Epigenomic Profiling of H3K4me2 and H3K4me3 in Patient-Derived NPCs to Study L2HGDH Deficiency

Chromatin immunoprecipitation followed by sequencing (ChIP-seq) was performed to investigate the epigenetic landscape in neural progenitor cells (NPCs) derived from L2HGA patient iPSCs with or without correction of the pathogenic L2HGDH variant. We profiled histone modifications H3K4me2 and H3K4me3 as well as input control across four conditions: unedited Patient 1 NPCs, corrected Patient 1 NPCs, corrected NPCs treated with DMSO, and corrected NPCs treated with the KDM5 inhibitor C70. This dataset provides insight into enhancer and promoter activity at the MYC locus and genome-wide effects of L-2HG-associated epigenetic dysregulation.
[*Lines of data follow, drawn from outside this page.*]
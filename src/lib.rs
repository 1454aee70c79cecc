pub mod cli;
pub mod domain;
pub mod errors;
pub mod prelude;
pub mod store;
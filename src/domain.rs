pub mod contact;
pub mod manager;

use crate::errors::AppError;
use crate::store::ContactStore;
use std::collections::BTreeMap;
use std::fmt;

use super::*;
use serde::{Deserialize, Serialize};

/// The value stored under a contact name in the JSON file.
///
/// Unknown fields are rejected so a structurally different file is reported
/// as corrupt instead of being silently rewritten.
#[derive(Debug, Clone, PartialEq, Eq, Serialize, Deserialize)]
#[serde(deny_unknown_fields)]
pub struct ContactDetails {
    pub phone: String,
    pub email: String,
}

/// A contact as handed out to callers: the key joined with its details.
#[derive(Debug, Clone, PartialEq, Eq, Serialize, Deserialize)]
pub struct Contact {
    pub name: String,
    pub phone: String,
    pub email: String,
}

pub type Contacts = BTreeMap<String, ContactDetails>;

pub enum ValidationReq {
    __,
}

impl ValidationReq {
    pub fn name_req() -> String {
        "Name is required and must not be blank".to_string()
    }

    pub fn phone_req() -> String {
        "Phone is required and must not be blank".to_string()
    }

    pub fn email_req() -> String {
        "Email is required and must not be blank".to_string()
    }
}

impl Contact {
    pub fn new(name: &str, phone: &str, email: &str) -> Self {
        Contact {
            name: name.to_string(),
            phone: phone.to_string(),
            email: email.to_string(),
        }
    }

    /// Builds a contact from user input, trimming every field and rejecting
    /// blank ones in name, phone, email order.
    pub fn parse(name: &str, phone: &str, email: &str) -> Result<Self, AppError> {
        let contact = Contact::new(name.trim(), phone.trim(), email.trim());
        contact.validate()?;
        Ok(contact)
    }

    pub fn from_entry(name: &str, details: &ContactDetails) -> Self {
        Contact::new(name, &details.phone, &details.email)
    }

    pub fn validate(&self) -> Result<(), AppError> {
        if self.name.trim().is_empty() {
            return Err(AppError::Validation(ValidationReq::name_req()));
        }
        if self.phone.trim().is_empty() {
            return Err(AppError::Validation(ValidationReq::phone_req()));
        }
        if self.email.trim().is_empty() {
            return Err(AppError::Validation(ValidationReq::email_req()));
        }
        Ok(())
    }

    pub fn into_entry(self) -> (String, ContactDetails) {
        (
            self.name,
            ContactDetails {
                phone: self.phone,
                email: self.email,
            },
        )
    }
}

impl fmt::Display for Contact {
    fn fmt(&self, f: &mut fmt::Formatter<'_>) -> fmt::Result {
        write!(
            f,
            "Name: {}\n\
            Phone: {}\n\
            Email: {}",
            self.name, self.phone, self.email
        )
    }
}
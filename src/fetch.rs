// src/fetch.rs
// =============================================================================
// This module fetches a single web page over HTTP.
//
// Responsibilities:
// - Make one GET request for the requested URL
// - Treat any status other than 200 OK as an error (no parsing in that case)
// - Report the FINAL URL after redirects, which becomes the base for
//   resolving relative links on the page
// - Download the response body as text
//
// There are no retries, no caching and no rate limiting here; one call
// means one request. The response body is owned by the reqwest::Response
// and is released when it is dropped, on every path.
//
// Rust concepts:
// - async/await: The request suspends instead of blocking a thread
// - map_err: Converting a dependency's error into our own error type
// - RAII: Resource cleanup tied to a value going out of scope
// =============================================================================

use std::time::Duration;

use reqwest::{Client, StatusCode};
use tracing::debug;
use url::Url;

use crate::error::ExtractError;

// A successfully fetched page, ready for link extraction
#[derive(Debug)]
pub(crate) struct Page {
    /// Final resolved request URL, after any redirects the client followed.
    /// Relative hrefs on the page resolve against this, not against the URL
    /// originally asked for.
    pub base_url: Url,
    /// The response body as text.
    pub body: String,
}

// Fetches the page at `url`.
//
// Error mapping follows the two phases of the pipeline:
// - request failures and non-200 statuses become ExtractError::Fetch
// - body read/decode failures become ExtractError::Parse, because they
//   surface while the document is being consumed, not while it is requested
pub(crate) async fn fetch_page(url: &str) -> Result<Page, ExtractError> {
    // A fresh client per call: this library makes exactly one request,
    // so there is no connection pool worth keeping around
    let client = Client::builder()
        .timeout(Duration::from_secs(10)) // 10 second timeout per request
        .build()
        .map_err(|e| ExtractError::fetch(url, e))?;

    let response = client
        .get(url)
        .send()
        .await
        .map_err(|e| ExtractError::fetch(url, e))?;

    // Exactly 200, not "any 2xx": the contract is strict about this
    if response.status() != StatusCode::OK {
        // StatusCode's Display is the status text, e.g. "404 Not Found"
        return Err(ExtractError::fetch(url, response.status()));
    }

    let base_url = response.url().clone();
    debug!(%base_url, status = %response.status(), "fetched page");

    // Reading the body consumes the response; if the connection dies or the
    // body can't be decoded, the document never existed as far as the
    // parser is concerned
    let body = response
        .text()
        .await
        .map_err(|e| ExtractError::parse(url, e))?;

    Ok(Page {
        base_url,
        body,
    })
}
The study includes ChIP-seq analysis of 12 samples: three biological replicates each for input, H3K4me2, and H3K4me3 across four treatment groups—unedited NPCs, corrected NPCs, corrected NPCs + DMSO, and corrected NPCs + KDM5-C70. Immunoprecipitated DNA was sequenced on an Illumina platform. Peaks were called and differential enrichment analysis was performed to identify epigenetically dysregulated loci associated with L-2HG metabolism.